- INPUT DATA
//! # Token Lifecycle Management
//!
//! Decides whether a tenant's access token needs refresh before use and
//! performs the refresh against the identity provider. Ensuring a valid
//! token is a pure credential state transition, kept separate from ledger
//! delivery so the two phases stay independently testable. A failed refresh
//! leaves the stored tokens untouched; the orchestrator skips the tenant for
//! the run instead of touching its credentials.

use std::time::Duration as StdDuration;

use chrono::{DateTime, Duration, Utc};
use metrics::counter;
use reqwest::Client;
use serde::Deserialize;
use thiserror::Error;
use tracing::{info, warn};

use crate::config::IdentityConfig;
use crate::models::tenant;
use crate::repositories::{RepositoryError, TenantRepository};

/// Credential state of a tenant's access token at a point in time.
#[derive(Debug, Clone, Copy, PartialEq, Eq)]
pub enum TokenState {
    Valid,
    ExpiringSoon,
    Expired,
}

/// Tenant-scoped credential failures. None of these deactivate the tenant.
#[derive(Debug, Error)]
pub enum CredentialError {
    #[error(transparent)]
    Repository(#[from] RepositoryError),
    #[error("tenant has no OAuth app credentials bound")]
    MissingAppCredentials,
    #[error("token refresh failed: {0}")]
    RefreshFailed(String),
}

/// Token response from the identity provider's refresh endpoint.
#[derive(Debug, Deserialize)]
struct TokenResponse {
    access_token: String,
    refresh_token: Option<String>,
    expires_in: Option<u64>,
}

/// Refreshed token material returned by the identity provider.
#[derive(Debug)]
pub struct RefreshedTokens {
    pub access_token: String,
    pub refresh_token: Option<String>,
    pub expires_at: DateTime<Utc>,
}

/// HTTP client for the OAuth identity provider.
#[derive(Clone)]
pub struct IdentityClient {
    http: Client,
    token_url: String,
    sandbox_token_url: String,
}

impl IdentityClient {
    pub fn new(config: &IdentityConfig) -> Result<Self, CredentialError> {
        let http = Client::builder()
            .timeout(StdDuration::from_secs(config.timeout_seconds))
            .build()
            .map_err(|e| CredentialError::RefreshFailed(format!("http client: {}", e)))?;

        Ok(Self {
            http,
            token_url: config.token_url.clone(),
            sandbox_token_url: config.sandbox_token_url.clone(),
        })
    }

    /// Exchange a refresh token for a new token pair.
    pub async fn refresh(
        &self,
        sandbox: bool,
        client_id: &str,
        client_secret: &str,
        refresh_token: &str,
    ) -> Result<RefreshedTokens, CredentialError> {
        let url = if sandbox {
            &self.sandbox_token_url
        } else {
            &self.token_url
        };

        let params = [
            ("grant_type", "refresh_token"),
            ("refresh_token", refresh_token),
        ];

        let response = self
            .http
            .post(url)
            .basic_auth(client_id, Some(client_secret))
            .header("Accept", "application/json")
            .form(&params)
            .send()
            .await
            .map_err(|e| CredentialError::RefreshFailed(e.to_string()))?;

        let status = response.status();
        if !status.is_success() {
            let body = response.text().await.unwrap_or_default();
            return Err(CredentialError::RefreshFailed(format!(
                "token endpoint returned {}: {}",
                status, body
            )));
        }

        let token_response: TokenResponse = response
            .json()
            .await
            .map_err(|e| CredentialError::RefreshFailed(format!("invalid token response: {}", e)))?;

        let expires_in = token_response.expires_in.unwrap_or(3600);

        Ok(RefreshedTokens {
            access_token: token_response.access_token,
            refresh_token: token_response.refresh_token,
            expires_at: Utc::now() + Duration::seconds(expires_in as i64),
        })
    }
}

/// Per-tenant token state machine over the repository and identity client.
#[derive(Clone)]
pub struct TokenLifecycle {
    tenants: TenantRepository,
    identity: IdentityClient,
    safety_window: Duration,
}

impl TokenLifecycle {
    pub fn new(
        tenants: TenantRepository,
        identity: IdentityClient,
        safety_window_seconds: u64,
    ) -> Self {
        Self {
            tenants,
            identity,
            safety_window: Duration::seconds(safety_window_seconds as i64),
        }
    }

    /// Classify a tenant's token at `now`. A missing expiry is treated as
    /// expired and forces a refresh.
    pub fn token_state(&self, tenant: &tenant::Model, now: DateTime<Utc>) -> TokenState {
        match tenant.token_expires_at {
            None => TokenState::Expired,
            Some(expires_at) => {
                let expires_at = expires_at.with_timezone(&Utc);
                if expires_at <= now {
                    TokenState::Expired
                } else if expires_at <= now + self.safety_window {
                    TokenState::ExpiringSoon
                } else {
                    TokenState::Valid
                }
            }
        }
    }

    /// Ensure the tenant holds a usable access token, refreshing when it is
    /// missing, expired, or inside the safety window. Returns the up-to-date
    /// tenant row.
    pub async fn ensure_valid(
        &self,
        tenant: &tenant::Model,
    ) -> Result<tenant::Model, CredentialError> {
        match self.token_state(tenant, Utc::now()) {
            TokenState::Valid => Ok(tenant.clone()),
            state => {
                info!(tenant_id = %tenant.id, state = ?state, "refreshing tenant token");
                self.refresh(tenant).await
            }
        }
    }

    /// Refresh the tenant's tokens unconditionally and persist the new pair.
    pub async fn refresh(&self, tenant: &tenant::Model) -> Result<tenant::Model, CredentialError> {
        let client_id = tenant
            .client_id
            .as_deref()
            .ok_or(CredentialError::MissingAppCredentials)?;
        let client_secret = self.tenants.decrypt_client_secret(tenant).await?;
        let tokens = self.tenants.decrypt_tokens(tenant).await?;

        let refreshed = match self
            .identity
            .refresh(
                tenant.is_sandbox,
                client_id,
                &client_secret,
                &tokens.refresh_token,
            )
            .await
        {
            Ok(refreshed) => refreshed,
            Err(err) => {
                counter!("token_refresh_failure_total").increment(1);
                warn!(tenant_id = %tenant.id, error = %err, "token refresh failed, keeping stored tokens");
                return Err(err);
            }
        };

        // Providers may rotate the refresh token; keep the old one otherwise.
        let next_refresh = refreshed
            .refresh_token
            .as_deref()
            .unwrap_or(&tokens.refresh_token);

        let updated = self
            .tenants
            .update_tokens(
                tenant.id,
                &refreshed.access_token,
                next_refresh,
                refreshed.expires_at,
            )
            .await?;

        counter!("token_refresh_success_total").increment(1);
        info!(
            tenant_id = %tenant.id,
            expires_at = %refreshed.expires_at,
            "refreshed tenant tokens"
        );

        Ok(updated)
    }
}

- WHAT TO PRODUCE
Your answer should be one number: how many lines of the material include the word "derive".

- EXERCISE ANSWER
6